Anonymous alec said...

Fossi in Koeman comincerei a guardarmi alle spalle seriamente preoccupato.

Fossi Schuster chiederei a frau Gabi il permesso di ordinare in anticipo tre casse di champagne, perchè vincere una Liga cosi' ti capita una volta nella vita.

Fossi Joan Laporta inizierei febbrilmente a pensare al dopo-Rijkaard. Un nome su tutti? Micheal Laudrup (che merita un grosso in bocca al lupo per giovedì).

3:00 PM  
Anonymous Anonimo said...

x Kerzakhov:

non so se sei tu che hai ripreso da Tuttomercato.web il tuo ultimo post sull'infortunio di Lombaerts o se ti hanno copiato loro, ma l'inizio del post è identico...

o collabori con Tuttomercato.web?


controlla!!!

ciao
Santeria

3:34 PM  
Blogger valentino tola said...

Ottimo lavoro di immedesimazione :)

La cosa triste del Valencia è che per la terza volta nel giro di una stagione dovrà rifare tutte le cose da capo, con conseguente ulteriore spreco di denaro: mi è ben difficile pensare a Koeman allenatore anche l' anno prossimo, rare volte un tecnico è riuscito a bruciarsi tutto il suo credito in così poco tempo.

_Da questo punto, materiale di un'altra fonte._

//! Per-event extraction of the electrons and V0s used for pairing, and the
//! event records in which they are kept for event mixing

use crate::{
    event::{Event, Track, TrackReferences, V0},
    momentum::{from_xyzm, Momentum, ThreeVector},
    numeric::{masses, Float},
    selection::{CandidateSelector, TrackDecision},
};
use thiserror::Error;

/// Number of V0 species buckets
pub const NUM_SPECIES: usize = 2;

/// Particle/antiparticle identity of a V0 candidate
#[derive(Clone, Copy, Debug, PartialEq, Eq, PartialOrd, Ord, Hash)]
pub enum V0Species {
    /// Λ → p π⁻
    Lambda,

    /// Λ̄ → p̄ π⁺
    AntiLambda,
}
//
impl V0Species {
    /// All species, in the order in which their buckets are visited
    pub const ALL: [V0Species; NUM_SPECIES] = [V0Species::Lambda, V0Species::AntiLambda];

    /// Charge of the parent baryon expected to produce this V0 in a
    /// semileptonic decay along with a positive lepton
    pub fn parent_charge(self) -> i8 {
        match self {
            V0Species::Lambda => 1,
            V0Species::AntiLambda => -1,
        }
    }

    /// Bucket index of this species
    pub fn bucket(self) -> usize {
        self as usize
    }

    /// Mass of a V0 under this species hypothesis
    pub fn hypothesis_mass(self, v0: &V0) -> Float {
        match self {
            V0Species::Lambda => v0.mass_lambda,
            V0Species::AntiLambda => v0.mass_anti_lambda,
        }
    }
}

/// Electron-like track, as needed for pairing
#[derive(Clone, Debug, PartialEq)]
pub struct LeptonTrack {
    /// Identifier of the track holding the PID information
    pub pid_id: i32,

    /// 4-momentum under the electron mass hypothesis
    pub momentum: Momentum,

    /// Electric charge
    pub charge: i8,

    /// Signed transverse impact parameter (cm)
    pub d0: Float,

    /// Position at the reference radius (cm)
    pub position: ThreeVector,
}
//
impl LeptonTrack {
    /// Extract the pairing information from a track
    pub fn new(track: &Track, pid_track: &Track) -> Self {
        Self {
            pid_id: pid_track.id,
            momentum: from_xyzm(&track.momentum, masses::ELECTRON),
            charge: track.charge,
            d0: track.d0,
            position: track.position_at_radius,
        }
    }
}

/// Auxiliary V0 data needed by the pair cuts
#[derive(Clone, Debug, PartialEq)]
pub struct V0Aux {
    /// Position of the (anti)proton daughter at the reference radius
    pub proton_position: ThreeVector,

    /// Position of the pion daughter at the reference radius
    pub pion_position: ThreeVector,

    /// Decay vertex position
    pub decay_vertex: ThreeVector,

    /// Momentum of the (anti)proton daughter
    pub proton_momentum: ThreeVector,

    /// Momentum of the pion daughter
    pub pion_momentum: ThreeVector,
}

/// V0 candidate extracted from an event
#[derive(Clone, Debug, PartialEq)]
pub struct V0Candidate {
    /// 4-momentum under the species mass hypothesis
    pub momentum: Momentum,

    /// Proper decay length (cm)
    pub decay_length: Float,

    /// Distance of closest approach to the primary vertex (cm)
    pub dca: Float,

    /// Auxiliary data
    pub aux: V0Aux,
}
//
impl V0Candidate {
    /// Extract the pairing information from a V0 of known species
    pub fn new(v0: &V0, species: V0Species, primary_vertex: &ThreeVector) -> Self {
        let (proton, pion) = match species {
            V0Species::Lambda => (V0::POSITIVE, V0::NEGATIVE),
            V0Species::AntiLambda => (V0::NEGATIVE, V0::POSITIVE),
        };
        Self {
            momentum: from_xyzm(&v0.momentum, species.hypothesis_mass(v0)),
            decay_length: v0.proper_decay_length(primary_vertex),
            dca: v0.dca_to_primary,
            aux: V0Aux {
                proton_position: v0.daughter_positions[proton],
                pion_position: v0.daughter_positions[pion],
                decay_vertex: v0.decay_vertex,
                proton_momentum: v0.daughter_momenta[proton],
                pion_momentum: v0.daughter_momenta[pion],
            },
        }
    }

    /// Borrow this candidate for pairing
    pub fn view(&self, species: V0Species) -> V0View<'_> {
        V0View {
            species,
            momentum: &self.momentum,
            decay_length: self.decay_length,
            dca: self.dca,
            aux: &self.aux,
        }
    }
}

/// Borrowed V0 candidate, whether from the current event or a stored one
#[derive(Clone, Copy, Debug)]
pub struct V0View<'a> {
    pub species: V0Species,
    pub momentum: &'a Momentum,
    pub decay_length: Float,
    pub dca: Float,
    pub aux: &'a V0Aux,
}

/// Stored columns disagree on the number of candidates they hold
#[derive(Clone, Debug, Error, PartialEq, Eq)]
#[error(
    "{species:?} columns disagree: {momenta} momenta, {decay_lengths} decay lengths, \
     {dcas} DCAs, {aux} auxiliary vectors"
)]
pub struct ColumnMismatch {
    pub species: V0Species,
    pub momenta: usize,
    pub decay_lengths: usize,
    pub dcas: usize,
    pub aux: usize,
}

/// Parallel columns of the V0 candidates of one species
#[derive(Clone, Debug, Default, PartialEq)]
pub struct CandidateColumns {
    pub(crate) momenta: Vec<Momentum>,
    pub(crate) decay_lengths: Vec<Float>,
    pub(crate) dcas: Vec<Float>,
    pub(crate) aux: Vec<V0Aux>,
}
//
impl CandidateColumns {
    /// Append a candidate to every column
    pub fn push(&mut self, candidate: V0Candidate) {
        self.momenta.push(candidate.momentum);
        self.decay_lengths.push(candidate.decay_length);
        self.dcas.push(candidate.dca);
        self.aux.push(candidate.aux);
    }

    /// Number of candidates, checking that all columns agree on it
    pub fn checked_len(&self, species: V0Species) -> Result<usize, ColumnMismatch> {
        let len = self.momenta.len();
        if self.decay_lengths.len() == len && self.dcas.len() == len && self.aux.len() == len {
            Ok(len)
        } else {
            Err(ColumnMismatch {
                species,
                momenta: len,
                decay_lengths: self.decay_lengths.len(),
                dcas: self.dcas.len(),
                aux: self.aux.len(),
            })
        }
    }

    /// Iterate over the candidates, after checking column consistency
    pub fn iter(
        &self,
        species: V0Species,
    ) -> Result<impl Iterator<Item = V0View<'_>> + '_, ColumnMismatch> {
        let len = self.checked_len(species)?;
        Ok((0..len).map(move |idx| V0View {
            species,
            momentum: &self.momenta[idx],
            decay_length: self.decay_lengths[idx],
            dca: self.dcas[idx],
            aux: &self.aux[idx],
        }))
    }

    /// Number of candidates according to the momentum column
    pub fn len(&self) -> usize {
        self.momenta.len()
    }
}

/// Per-species V0 columns
pub type SpeciesBuckets = [CandidateColumns; NUM_SPECIES];

/// Snapshot of an event as stored in a mixing pool
#[derive(Clone, Debug, PartialEq)]
pub struct EventRecord {
    /// Primary vertex z coordinate
    pub vertex_z: Float,

    /// Centrality percentile
    pub centrality: Float,

    /// Free-form identification of the event
    pub event_info: String,

    /// V0 candidates, per species
    pub buckets: SpeciesBuckets,
}
//
impl EventRecord {
    /// Candidates of one species
    pub fn bucket(&self, species: V0Species) -> &CandidateColumns {
        &self.buckets[species.bucket()]
    }
}

/// Electrons and V0s of the current event, in the layout of event records
///
/// A fresh working list is built for every event. It is either appended to
/// a mixing pool as a new event record, or dropped at the end of the event.
///
#[derive(Clone, Debug, Default, PartialEq)]
pub struct WorkingList {
    /// Electron-like tracks to be paired with stored V0s
    pub leptons: Vec<LeptonTrack>,

    /// V0 candidates, per species
    pub buckets: SpeciesBuckets,
}
//
impl WorkingList {
    /// Total number of V0 candidates, across species
    pub fn num_candidates(&self) -> usize {
        self.buckets.iter().map(CandidateColumns::len).sum()
    }

    /// Package the V0 candidates into an event record
    pub fn into_record(self, vertex_z: Float, centrality: Float, event_info: String) -> EventRecord {
        EventRecord {
            vertex_z,
            centrality,
            event_info,
            buckets: self.buckets,
        }
    }
}

/// V0 passing the selection, along with its source V0
pub struct SelectedV0<'event> {
    pub v0: &'event V0,
    pub species: V0Species,
    pub candidate: V0Candidate,
}

/// Output of the per-event extraction
pub struct Extraction<'event> {
    /// Number of tracks passing the electron cuts, conversions included
    pub num_passing_tracks: usize,

    /// Electrons used for same-event pairing (conversions excluded)
    pub electrons: Vec<LeptonTrack>,

    /// V0s used for same-event pairing
    pub v0s: Vec<SelectedV0<'event>>,

    /// Lists kept for event mixing
    pub working: WorkingList,
}

/// Run the electron and V0 selections on an event
///
/// When `mix_without_conversion` is set, conversion electrons are kept out of
/// the mixing lepton list like they are kept out of same-event pairing.
///
pub fn extract<'event>(
    event: &'event Event,
    primary_vertex: &ThreeVector,
    refs: &TrackReferences<'event>,
    selector: &impl CandidateSelector,
    mix_without_conversion: bool,
) -> Extraction<'event> {
    let mut extraction = Extraction {
        num_passing_tracks: 0,
        electrons: Vec::new(),
        v0s: Vec::new(),
        working: WorkingList::default(),
    };

    for track in &event.tracks {
        // Surrogates whose original cannot be found carry no usable PID
        let Some(pid_track) = refs.pid_track(track) else {
            continue;
        };
        let decision = selector.select_track(track, pid_track, event);
        if decision == TrackDecision::Rejected {
            continue;
        }
        extraction.num_passing_tracks += 1;

        let lepton = LeptonTrack::new(track, pid_track);
        let is_conversion = decision == TrackDecision::Conversion;
        if !(is_conversion && mix_without_conversion) {
            extraction.working.leptons.push(lepton.clone());
        }
        if !is_conversion {
            extraction.electrons.push(lepton);
        }
    }

    for v0 in &event.v0s {
        if !selector.select_v0(v0, event) {
            continue;
        }
        let species = selector.species(v0);
        let candidate = V0Candidate::new(v0, species, primary_vertex);
        extraction.working.buckets[species.bucket()].push(candidate.clone());
        extraction.v0s.push(SelectedV0 {
            v0,
            species,
            candidate,
        });
    }

    extraction
}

Ha fatto rimpiangere Quique che pure i suoi difetti belli grossi li aveva: il calcio propositivo ("olandese") che era stato promesso è rimasto una chimera, e in più la squadra ha perso ogni sicurezza e organizzazione difensiva, il suo punto forte storico. Le uniche partite decenti (quelle contro il Barça in Coppa del Re e quella al Bernabeu: nulla più che decenti, in ogni caso dei successi molto fortunosi)il Valencia le ha giocate applicando la ricetta contropiedista di Quique, in maniera peraltro molto più disorganizzata, difendendo più per accumulazione di giocatori che attraverso una distribuzione razionale delle mansioni e degli sforzi fra i giocatori e un corretto posizionamento della squadre (ti faccio l' esempio di Villa, Silva e Mata costretti a difendere in zone improponibili vicino alla loro area).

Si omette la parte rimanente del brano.